Chistiakov Sergey, Dolganov Anton, Constable Paul A, Zhdanov Aleksei, Kulyabin Mikhail, Thompson Dorothy A, Lee Irene O, Albasu Faisal, Borisov Vasilii, Ronkin Mikhail
Engineering School of Information Technologies, Telecommunications and Control Systems, Ural Federal University named after the First President of Russia B. N. Yeltsin, Yekaterinburg 620002, Russia.
Caring Futures Institute, College of Nursing and Health Sciences, Flinders University, Adelaide, SA 5042, Australia.
Bioengineering (Basel). 2025 Sep 2;12(9):951. doi: 10.3390/bioengineering12090951.
The clinical electroretinogram (ERG) is a non-invasive diagnostic test used to assess the functional state of the retina by recording changes in the bioelectric potential following brief flashes of light. The recorded ERG waveform offers ways for diagnosing both retinal dystrophies and neurological disorders such as autism spectrum disorder (ASD), attention deficit hyperactivity disorder (ADHD), and Parkinson's disease. In this study, different time-series-based machine learning methods were used to classify ERG signals from ASD and typically developing individuals with the aim of interpreting the decisions made by the models to understand the classification process made by the models. Among the time-series classification (TSC) algorithms, the Random Convolutional Kernel Transform (ROCKET) algorithm showed the most accurate results with the fewest number of predictive errors. For the interpretation analysis of the model predictions, the SHapley Additive exPlanations (SHAP) algorithm was applied to each of the models' predictions, with the ROCKET and KNeighborsTimeSeriesClassifier (TS-KNN) algorithms showing more suitability for ASD classification as they provided better-defined explanations by discarding the uninformative non-physiological part of the ERG waveform baseline signal and focused on the time regions incorporating the clinically significant a- and b-waves of the ERG. With the potential broadening scope of practice for visual electrophysiology within neurological disorders, TSC may support the identification of important regions in the ERG time series to support the classification of neurological disorders and potential retinal diseases.

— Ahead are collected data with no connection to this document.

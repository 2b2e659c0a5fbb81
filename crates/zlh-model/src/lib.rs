use std::fmt;

/// Integer handle naming one provisioned container.
pub type InstanceId = i32;

/// Coarse workload category. Drives identifier range, bridge and defaults.
#[derive(Debug, Clone, Copy, PartialEq, Eq, Hash, serde::Serialize, serde::Deserialize)]
#[serde(rename_all = "lowercase")]
pub enum InstanceClass {
    Game,
    Dev,
}

impl InstanceClass {
    pub fn as_str(self) -> &'static str {
        match self {
            InstanceClass::Game => "game",
            InstanceClass::Dev => "dev",
        }
    }

    /// Anything that is not explicitly `dev` provisions as a game instance.
    pub fn parse_lenient(raw: Option<&str>) -> Self {
        match raw.map(|s| s.trim().to_ascii_lowercase()).as_deref() {
            Some("dev") => InstanceClass::Dev,
            _ => InstanceClass::Game,
        }
    }
}

impl fmt::Display for InstanceClass {
    fn fmt(&self, f: &mut fmt::Formatter<'_>) -> fmt::Result {
        f.write_str(self.as_str())
    }
}

#[derive(Debug, Clone, Copy, PartialEq, Eq, serde::Serialize, serde::Deserialize)]
#[serde(rename_all = "lowercase")]
pub enum PortStatus {
    Free,
    Reserved,
    Allocated,
}

impl PortStatus {
    pub fn as_str(self) -> &'static str {
        match self {
            PortStatus::Free => "free",
            PortStatus::Reserved => "reserved",
            PortStatus::Allocated => "allocated",
        }
    }

    pub fn parse(raw: &str) -> Option<Self> {
        match raw {
            "free" => Some(PortStatus::Free),
            "reserved" => Some(PortStatus::Reserved),
            "allocated" => Some(PortStatus::Allocated),
            _ => None,
        }
    }
}

/// Guest agent self-reported state machine:
/// `idle -> installing -> verifying -> starting -> running`, with `error` and
/// `crashed` as terminal failures.
#[derive(Debug, Clone, PartialEq, Eq, serde::Serialize, serde::Deserialize)]
#[serde(rename_all = "lowercase")]
pub enum AgentState {
    Idle,
    Installing,
    Verifying,
    Starting,
    Running,
    Error,
    Crashed,
    #[serde(untagged)]
    Other(String),
}

impl AgentState {
    pub fn parse(raw: &str) -> Self {
        match raw.trim().to_ascii_lowercase().as_str() {
            "idle" => AgentState::Idle,
            "installing" => AgentState::Installing,
            "verifying" => AgentState::Verifying,
            "starting" => AgentState::Starting,
            "running" => AgentState::Running,
            "error" => AgentState::Error,
            "crashed" => AgentState::Crashed,
            other => AgentState::Other(other.to_string()),
        }
    }

    pub fn as_str(&self) -> &str {
        match self {
            AgentState::Idle => "idle",
            AgentState::Installing => "installing",
            AgentState::Verifying => "verifying",
            AgentState::Starting => "starting",
            AgentState::Running => "running",
            AgentState::Error => "error",
            AgentState::Crashed => "crashed",
            AgentState::Other(s) => s,
        }
    }

    pub fn is_failure(&self) -> bool {
        matches!(self, AgentState::Error | AgentState::Crashed)
    }
}

#[derive(Debug, Clone, Copy, PartialEq, Eq, Hash, serde::Serialize, serde::Deserialize)]
#[serde(rename_all = "lowercase")]
pub enum Transport {
    Tcp,
    Udp,
}

impl Transport {
    pub fn as_str(self) -> &'static str {
        match self {
            Transport::Tcp => "tcp",
            Transport::Udp => "udp",
        }
    }
}

/// How a workload is exposed at the edge.
#[derive(Debug, Clone, Copy, PartialEq, Eq, serde::Serialize, serde::Deserialize)]
#[serde(rename_all = "snake_case")]
pub enum RoutingStrategy {
    /// Registered as a backend with the protocol-aware proxy; no per-port routes.
    ProtocolProxy,
    /// One reverse-proxy route per allocated port.
    ReverseProxy,
}

/// Provisioning saga states. `Failed` is absorbing and reachable from any
/// non-terminal state.
#[derive(Debug, Clone, Copy, PartialEq, Eq, Hash, serde::Serialize, serde::Deserialize)]
pub enum SagaState {
    Allocating,
    PortReserving,
    Cloning,
    Configuring,
    Starting,
    AgentConfiguring,
    AgentAwaiting,
    Persisting,
    Publishing,
    Confirmed,
    Failed,
}

impl SagaState {
    pub const HAPPY_PATH: [SagaState; 10] = [
        SagaState::Allocating,
        SagaState::PortReserving,
        SagaState::Cloning,
        SagaState::Configuring,
        SagaState::Starting,
        SagaState::AgentConfiguring,
        SagaState::AgentAwaiting,
        SagaState::Persisting,
        SagaState::Publishing,
        SagaState::Confirmed,
    ];

    /// Successor on success, `None` for terminal states.
    pub fn next(self) -> Option<SagaState> {
        use SagaState::*;
        match self {
            Allocating => Some(PortReserving),
            PortReserving => Some(Cloning),
            Cloning => Some(Configuring),
            Configuring => Some(Starting),
            Starting => Some(AgentConfiguring),
            AgentConfiguring => Some(AgentAwaiting),
            AgentAwaiting => Some(Persisting),
            Persisting => Some(Publishing),
            Publishing => Some(Confirmed),
            Confirmed | Failed => None,
        }
    }

    pub fn is_terminal(self) -> bool {
        matches!(self, SagaState::Confirmed | SagaState::Failed)
    }

    /// Whether `to` is a legal transition from `self`.
    pub fn can_transition(self, to: SagaState) -> bool {
        if self.is_terminal() {
            return false;
        }
        to == SagaState::Failed || self.next() == Some(to)
    }
}

impl fmt::Display for SagaState {
    fn fmt(&self, f: &mut fmt::Formatter<'_>) -> fmt::Result {
        fmt::Debug::fmt(self, f)
    }
}

#[cfg(test)]
mod tests {
    use super::*;

    #[test]
    fn class_parse_defaults_to_game() {
        assert_eq!(InstanceClass::parse_lenient(None), InstanceClass::Game);
        assert_eq!(InstanceClass::parse_lenient(Some(" DEV ")), InstanceClass::Dev);
        assert_eq!(InstanceClass::parse_lenient(Some("minecraft")), InstanceClass::Game);
    }

    #[test]
    fn agent_state_parses_unknown_as_other() {
        assert_eq!(AgentState::parse("Running"), AgentState::Running);
        assert!(AgentState::parse("crashed").is_failure());
        assert_eq!(
            AgentState::parse("downloading"),
            AgentState::Other("downloading".to_string())
        );
        assert!(!AgentState::parse("downloading").is_failure());
    }

    #[test]
    fn agent_state_deserializes_from_json() {
        let s: AgentState = serde_json::from_str("\"verifying\"").unwrap();
        assert_eq!(s, AgentState::Verifying);
    }

    #[test]
    fn saga_happy_path_follows_transition_table() {
        let mut state = SagaState::Allocating;
        let mut seen = vec![state];
        while let Some(next) = state.next() {
            assert!(state.can_transition(next));
            state = next;
            seen.push(state);
        }
        assert_eq!(seen, SagaState::HAPPY_PATH.to_vec());
    }

    #[test]
    fn failed_is_reachable_from_non_terminal_only() {
        assert!(SagaState::Cloning.can_transition(SagaState::Failed));
        assert!(!SagaState::Confirmed.can_transition(SagaState::Failed));
        assert!(!SagaState::Failed.can_transition(SagaState::Allocating));
        assert!(!SagaState::Cloning.can_transition(SagaState::Starting));
    }
}
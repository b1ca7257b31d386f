use leptos::prelude::*;

/// 404 page
#[component]
pub fn NotFound() -> impl IntoView {
	view! {
		<h1>"Uh oh!" <br /> "We couldn't find that page!"</h1>
		<a href="/">"Back to the graph"</a>
	}
}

临床视网膜电图(ERG)是一种非侵入性诊断测试,通过记录短暂闪光后生物电位的变化来评估视网膜的功能状态。记录的ERG波形为诊断视网膜营养不良和神经疾病(如自闭症谱系障碍(ASD)、注意力缺陷多动障碍(ADHD)和帕金森病)提供了方法。在本研究中,使用了不同的基于时间序列的机器学习方法对来自ASD患者和发育正常个体的ERG信号进行分类,目的是解释模型做出的决策,以了解模型的分类过程。在时间序列分类(TSC)算法中,随机卷积核变换(ROCKET)算法显示出最准确的结果,预测误差最少。对于模型预测的解释分析,将SHapley加法解释(SHAP)算法应用于每个模型的预测,ROCKET算法和K近邻时间序列分类器(TS-KNN)算法显示出更适合ASD分类,因为它们通过舍弃ERG波形基线信号中无信息的非生理部分,提供了更明确的解释,并关注包含ERG临床上重要的a波和b波的时间区域。随着视觉电生理学在神经疾病中的潜在应用范围不断扩大,TSC可能有助于识别ERG时间序列中的重要区域,以支持神经疾病和潜在视网膜疾病的分类。